To do:
The records below hold a stretch from the line with "impl From<&ClassifiedResult> for" through the line with "the history writer"; return exactly those lines, ends included, and nothing more.

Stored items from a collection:
====================
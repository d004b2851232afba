//! Search history port
//!
//! The history collaborator records a completed search and hands back the
//! durable identity it assigned to each result.

use async_trait::async_trait;
use chrono::{DateTime, Utc};
use domain::{ClassifiedResult, FilterMode, ResultType};
#[cfg(test)]
use mockall::automock;
use serde::{Deserialize, Serialize};

use crate::error::ApplicationError;

/// A stored result row
///
/// Deliberately has no preview field: stored rows never cache the external
/// preview target.
#[derive(Debug, Clone, PartialEq, Eq, Serialize, Deserialize)]
pub struct HistoryResult {
    pub title: String,
    pub url: String,
    pub snippet: String,
    pub result_type: ResultType,
}

impl From<&ClassifiedResult> for HistoryResult {
    fn from(result: &ClassifiedResult) -> Self {
        Self {
            title: result.raw.title.clone(),
            url: result.raw.url.clone(),
            snippet: result.raw.snippet.clone(),
            result_type: result.result_type,
        }
    }
}

/// A completed search batch handed to the history writer
#[derive(Debug, Clone, PartialEq, Eq, Serialize, Deserialize)]
pub struct HistoryEntry {
    pub query: String,
    pub filter_mode: FilterMode,
    pub total_results: usize,
    pub safe_results: usize,
    pub blocked_results: usize,
    pub results: Vec<HistoryResult>,
}

/// Identity assigned to one stored result
#[derive(Debug, Clone, Copy, PartialEq, Eq, Serialize, Deserialize)]
pub struct RecordedIdentity {
    pub id: u64,
    pub timestamp: DateTime<Utc>,
}

impl RecordedIdentity {
    #[must_use]
    pub const fn new(id: u64, timestamp: DateTime<Utc>) -> Self {
        Self { id, timestamp }
    }

    /// Sequential identities `1..=count` sharing one timestamp
    ///
    /// Used when history is off, purely to give the response its shape.
    #[must_use]
    pub fn synthesize(count: usize, now: DateTime<Utc>) -> Vec<Self> {
        (1..=count as u64).map(|id| Self::new(id, now)).collect()
    }
}

/// Port for recording search history
#[cfg_attr(test, automock)]
#[async_trait]
pub trait HistoryPort: Send + Sync {
    /// Record the batch atomically
    ///
    /// Either the query and all of its results are stored, or nothing is.
    /// On success returns exactly one identity per result, in order.
    async fn record(&self, entry: HistoryEntry) -> Result<Vec<RecordedIdentity>, ApplicationError>;
}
====================
Output of the exercise:
impl From<&ClassifiedResult> for HistoryResult {
    fn from(result: &ClassifiedResult) -> Self {
        Self {
            title: result.raw.title.clone(),
            url: result.raw.url.clone(),
            snippet: result.raw.snippet.clone(),
            result_type: result.result_type,
        }
    }
}

/// A completed search batch handed to the history writer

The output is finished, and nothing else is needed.